◆ What this task involves:
The answer must be an exact reproduction of the lines from the start of the records below through the line containing "use crate::patterns::find_pattern_context;", and nothing more.

----

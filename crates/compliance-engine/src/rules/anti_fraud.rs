use shared_types::{Finding, RuleType, Severity};

use crate::catalog::AntiFraudRules;
use crate::patterns::find_pattern_context;

/// Check for misleading statements. Omission indicators are not consulted.
pub fn check_anti_fraud(text: &str, rules: &AntiFraudRules) -> Vec<Finding> {
    rules
        .misleading_patterns
        .iter()
        .filter(|pattern| pattern.is_match(text))
        .map(|pattern| Finding {
            rule_type: RuleType::AntiFraud,
            severity: Severity::High,
            description: format!("Potentially misleading statement: {}", pattern.source()),
            location: Some(find_pattern_context(text, pattern)),
            suggestion: "Remove misleading language and add appropriate risk disclosures"
                .to_string(),
        })
        .collect()
}
//! Runs every category checker behind its own failure boundary and collects
//! the findings in report order.

use std::any::Any;
use std::panic::{catch_unwind, AssertUnwindSafe};

use shared_types::{Finding, RuleType};
use tracing::{debug, warn};

use crate::catalog::{CategoryRules, RuleCatalog};
use crate::rules::check_category;

/// A checker that did not complete
#[derive(Debug, Clone, PartialEq, Eq)]
pub struct CheckerFailure {
    pub category: RuleType,
    pub message: String,
}

/// Findings from the checkers that completed, plus the ones that did not
#[derive(Debug, Clone, Default, PartialEq)]
pub struct CheckReport {
    pub findings: Vec<Finding>,
    pub failures: Vec<CheckerFailure>,
}

impl CheckReport {
    pub fn is_complete(&self) -> bool {
        self.failures.is_empty()
    }
}

/// Run all categories of `catalog` over normalized text
pub fn run_checks(text: &str, catalog: &RuleCatalog) -> CheckReport {
    run_checks_with(text, catalog, check_category)
}

/// Same as [`run_checks`] with a caller-supplied checker
pub fn run_checks_with<F>(text: &str, catalog: &RuleCatalog, checker: F) -> CheckReport
where
    F: Fn(&str, &CategoryRules) -> Vec<Finding>,
{
    let mut report = CheckReport::default();

    for category in RuleType::CATEGORIES {
        let Some(rules) = catalog.get(category) else {
            report.failures.push(CheckerFailure {
                category,
                message: "no rules loaded for category".to_string(),
            });
            continue;
        };

        match run_isolated(|| checker(text, rules)) {
            Ok(findings) => {
                debug!(category = %category, count = findings.len(), "checker finished");
                report.findings.extend(findings);
            }
            Err(message) => {
                warn!(category = %category, error = %message, "checker failed");
                report.failures.push(CheckerFailure { category, message });
            }
        }
    }

    report
}

/// Call `f`, turning an unwinding panic into an error message
pub fn run_isolated<F>(f: F) -> Result<Vec<Finding>, String>
where
    F: FnOnce() -> Vec<Finding>,
{
    catch_unwind(AssertUnwindSafe(f)).map_err(|payload| panic_message(payload.as_ref()))
}

fn panic_message(payload: &(dyn Any + Send)) -> String {
    if let Some(s) = payload.downcast_ref::<&str>() {
        s.to_string()
    } else if let Some(s) = payload.downcast_ref::<String>() {
        s.clone()
    } else {
        "checker panicked".to_string()
    }
}
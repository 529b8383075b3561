//! Remediation advice derived from which categories produced findings

use std::collections::BTreeSet;

use shared_types::{Finding, RuleType};

pub const COUNSEL_REVIEW: &str = "Consult with compliance counsel to review all marketing materials";
pub const KEEP_RECORDS: &str =
    "Maintain proper documentation and records for all marketing materials";

/// Advisory for one category; `None` for the synthetic error types
pub fn category_advisory(rule_type: RuleType) -> Option<&'static str> {
    let advisory = match rule_type {
        RuleType::PerformanceAdvertising => {
            "Review performance advertising to ensure proper time periods (1, 5, 10 years, \
             inception) and required disclosures"
        }
        RuleType::HypotheticalPerformance => {
            "Add clear hypothetical performance warnings including risks and limitations"
        }
        RuleType::TestimonialsEndorsements => {
            "Include required testimonial disclosures: compensation, conflicts of interest, \
             client status"
        }
        RuleType::Substantiation => {
            "Remove unsubstantiated claims or provide proper evidence and documentation"
        }
        RuleType::AntiFraud => {
            "Remove potentially misleading statements and add appropriate risk disclosures"
        }
        RuleType::ThirdPartyRatings => {
            "Add third-party rating disclosures: date, period, source, compensation"
        }
        RuleType::ExtractionError | RuleType::AnalysisError => return None,
    };
    Some(advisory)
}

/// One advisory per distinct category in report order, then the two general
/// recommendations. Empty when there are no findings.
pub fn generate_recommendations(findings: &[Finding]) -> Vec<String> {
    if findings.is_empty() {
        return Vec::new();
    }

    // RuleType orders by report order
    let categories: BTreeSet<RuleType> = findings.iter().map(|f| f.rule_type).collect();

    categories
        .into_iter()
        .filter_map(category_advisory)
        .chain([COUNSEL_REVIEW, KEEP_RECORDS])
        .map(str::to_string)
        .collect()
}
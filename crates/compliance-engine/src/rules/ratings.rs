use shared_types::{Finding, Location, RuleType, Severity};

use crate::catalog::ThirdPartyRatingsRules;
use crate::patterns::{contains_any_keyword, missing_patterns};

/// Check third-party ratings and awards for the required disclosures.
///
/// At most one finding, located by a fixed label.
pub fn check_third_party_ratings(text: &str, rules: &ThirdPartyRatingsRules) -> Vec<Finding> {
    if !contains_any_keyword(text, rules.rating_indicators)
        || missing_patterns(text, &rules.required_disclosures).is_empty()
    {
        return Vec::new();
    }

    vec![Finding {
        rule_type: RuleType::ThirdPartyRatings,
        severity: Severity::Medium,
        description: "Third-party rating missing required disclosures".to_string(),
        location: Some(Location::Label("Rating/award mentions".to_string())),
        suggestion: "Add disclosures about rating date, period, source identity, and any \
                     compensation provided"
            .to_string(),
    }]
}
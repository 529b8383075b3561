//! In-memory record of analyzed uploads

use chrono::{DateTime, Utc};
use serde::Serialize;
use shared_types::{AnalysisResult, DocumentType};
use tokio::sync::RwLock;

/// Analysis outcome as stored with a document
#[derive(Debug, Clone, Serialize)]
pub struct AnalysisRecord {
    #[serde(flatten)]
    pub result: AnalysisResult,
    pub analyzed_at: DateTime<Utc>,
}

#[derive(Debug, Clone, Serialize)]
pub struct DocumentRecord {
    pub id: u64,
    pub filename: String,
    pub document_type: DocumentType,
    pub file_size: usize,
    pub uploaded_at: DateTime<Utc>,
    pub analysis: AnalysisRecord,
}

/// A document ready to be recorded; the store assigns the id
pub struct NewDocument {
    pub filename: String,
    pub document_type: DocumentType,
    pub file_size: usize,
    pub uploaded_at: DateTime<Utc>,
    pub analysis: AnalysisRecord,
}

/// Records live for the life of the process and are never evicted.
#[derive(Default)]
pub struct DocumentStore {
    documents: RwLock<Vec<DocumentRecord>>,
}

impl DocumentStore {
    pub fn new() -> Self {
        Self::default()
    }

    /// Record a document. Ids start at 1 and follow upload order.
    pub async fn insert(&self, doc: NewDocument) -> DocumentRecord {
        let mut documents = self.documents.write().await;
        let record = DocumentRecord {
            id: documents.len() as u64 + 1,
            filename: doc.filename,
            document_type: doc.document_type,
            file_size: doc.file_size,
            uploaded_at: doc.uploaded_at,
            analysis: doc.analysis,
        };
        documents.push(record.clone());
        record
    }

    pub async fn list(&self) -> Vec<DocumentRecord> {
        self.documents.read().await.clone()
    }

    pub async fn get(&self, id: u64) -> Option<DocumentRecord> {
        self.documents
            .read()
            .await
            .iter()
            .find(|doc| doc.id == id)
            .cloned()
    }
}
//! Word document (OOXML) text extraction
//!
//! Reads `word/document.xml` out of the package and walks it with a pull
//! parser. Paragraphs end with a newline; table cells are separated by a
//! space so cell text does not run together.

use std::io::{Cursor, Read};

use quick_xml::events::Event;
use quick_xml::reader::Reader;
use shared_types::{DocumentFormat, ExtractedText, ExtractionError};

const DOCUMENT_PART: &str = "word/document.xml";

/// Extract body text from .docx bytes
pub fn extract_word(bytes: &[u8]) -> Result<ExtractedText, ExtractionError> {
    let mut archive =
        zip::ZipArchive::new(Cursor::new(bytes)).map_err(|e| word_error(&e))?;

    let mut xml = String::new();
    archive
        .by_name(DOCUMENT_PART)
        .map_err(|e| word_error(&e))?
        .read_to_string(&mut xml)
        .map_err(|e| word_error(&e))?;

    let text = document_xml_text(&xml)?;
    Ok(ExtractedText::new(&text, 1, DocumentFormat::Docx))
}

/// Collect the visible text of a WordprocessingML body
pub fn document_xml_text(xml: &str) -> Result<String, ExtractionError> {
    let mut reader = Reader::from_str(xml);
    let mut text = String::new();
    let mut in_text_run = false;

    loop {
        match reader.read_event() {
            Ok(Event::Start(e)) => {
                if e.name().as_ref() == b"w:t" {
                    in_text_run = true;
                }
            }
            Ok(Event::End(e)) => match e.name().as_ref() {
                b"w:t" => in_text_run = false,
                b"w:p" => text.push('\n'),
                b"w:tc" => text.push(' '),
                _ => {}
            },
            Ok(Event::Empty(e)) => match e.name().as_ref() {
                b"w:tab" => text.push('\t'),
                b"w:br" | b"w:cr" => text.push('\n'),
                _ => {}
            },
            Ok(Event::Text(t)) if in_text_run => {
                let unescaped = t.unescape().map_err(|e| word_error(&e))?;
                text.push_str(&unescaped);
            }
            Ok(Event::Eof) => break,
            Err(e) => {
                return Err(word_error(&format!(
                    "malformed XML at position {}: {}",
                    reader.buffer_position(),
                    e
                )))
            }
            _ => {}
        }
    }

    Ok(text)
}

fn word_error(err: &dyn std::fmt::Display) -> ExtractionError {
    ExtractionError::Word(err.to_string())
}
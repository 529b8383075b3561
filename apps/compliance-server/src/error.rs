//! Error types for the compliance server

use axum::{
    http::StatusCode,
    response::{IntoResponse, Response},
    Json,
};
use serde::Serialize;
use thiserror::Error;

#[derive(Error, Debug)]
pub enum ServerError {
    #[error("File type not supported. Please upload PDF, Word, or text files.")]
    UnsupportedFileType,

    #[error("{0}")]
    FileTooLarge(String),

    #[error("Document not found")]
    DocumentNotFound(u64),

    #[error("Analysis timeout after {0}ms")]
    Timeout(u64),

    #[error("Invalid request: {0}")]
    InvalidRequest(String),

    #[error("Analysis failed: {0}")]
    Internal(String),
}

/// Error response body
#[derive(Serialize)]
struct ErrorResponse {
    success: bool,
    error: String,
    code: String,
}

impl ServerError {
    fn status_and_code(&self) -> (StatusCode, &'static str) {
        match self {
            ServerError::UnsupportedFileType => (StatusCode::BAD_REQUEST, "UNSUPPORTED_FILE_TYPE"),
            ServerError::FileTooLarge(_) => (StatusCode::PAYLOAD_TOO_LARGE, "FILE_TOO_LARGE"),
            ServerError::DocumentNotFound(_) => (StatusCode::NOT_FOUND, "DOCUMENT_NOT_FOUND"),
            ServerError::Timeout(_) => (StatusCode::REQUEST_TIMEOUT, "TIMEOUT"),
            ServerError::InvalidRequest(_) => (StatusCode::BAD_REQUEST, "INVALID_REQUEST"),
            ServerError::Internal(_) => (StatusCode::INTERNAL_SERVER_ERROR, "INTERNAL_ERROR"),
        }
    }
}

impl IntoResponse for ServerError {
    fn into_response(self) -> Response {
        let (status, code) = self.status_and_code();

        let body = ErrorResponse {
            success: false,
            error: self.to_string(),
            code: code.to_string(),
        };

        (status, Json(body)).into_response()
    }
}

impl ServerError {
    /// 413 naming the limit, and the upload size when it is known
    pub fn file_too_large(max_upload_bytes: usize, size: Option<usize>) -> Self {
        let limit_mb = max_upload_bytes / crate::MB;
        let message = match size {
            Some(size) => format!(
                "File size exceeds maximum limit of {}MB. File size: {:.1}MB",
                limit_mb,
                size as f64 / crate::MB as f64
            ),
            None => format!("File size exceeds maximum limit of {}MB", limit_mb),
        };
        ServerError::FileTooLarge(message)
    }

    /// Map a multipart read failure. Hitting the body limit mid-stream is
    /// reported with the same size message as the handler's own check.
    pub fn from_multipart(
        err: axum::extract::multipart::MultipartError,
        max_upload_bytes: usize,
        content_length: Option<usize>,
    ) -> Self {
        if err.status() == StatusCode::PAYLOAD_TOO_LARGE {
            ServerError::file_too_large(max_upload_bytes, content_length)
        } else {
            ServerError::InvalidRequest(err.body_text())
        }
    }
}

----

◆ Expected answer:
filename crates/compliance-engine/src/rules/anti_fraud.rs
use shared_types::{Finding, RuleType, Severity};

use crate::catalog::AntiFraudRules;
use crate::patterns::find_pattern_context;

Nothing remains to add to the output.